=== Section Start ===

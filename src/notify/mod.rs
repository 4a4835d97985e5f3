pub mod alerts;
pub mod digest;
pub mod gateway;

pub use alerts::*;
pub use digest::*;
pub use gateway::*;

use thiserror::Error;

#[derive(Error, Debug)]
pub enum NotifyError {
    #[error("Chat gateway unreachable: {0}")]
    Connection(String),

    #[error("Chat gateway error (status {status}): {body}")]
    Http { status: u16, body: String },

    #[error("Gateway response decode error: {0}")]
    Decode(String),

    #[error("Notification state error: {0}")]
    State(String),
}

=== Section End ===

:: Your task ::
When transcribing the data, keep every line exactly as it is.

:: Output of the task ::
filename src/notify/mod.rs
repository 4a4835d97985e5f3
pub mod alerts;
pub mod digest;
pub mod gateway;

pub use alerts::*;
pub use digest::*;
pub use gateway::*;

use thiserror::Error;

#[derive(Error, Debug)]
pub enum NotifyError {
    #[error("Chat gateway unreachable: {0}")]
    Connection(String),

    #[error("Chat gateway error (status {status}): {body}")]
    Http { status: u16, body: String },

    #[error("Gateway response decode error: {0}")]
    Decode(String),

    #[error("Notification state error: {0}")]
    State(String),
}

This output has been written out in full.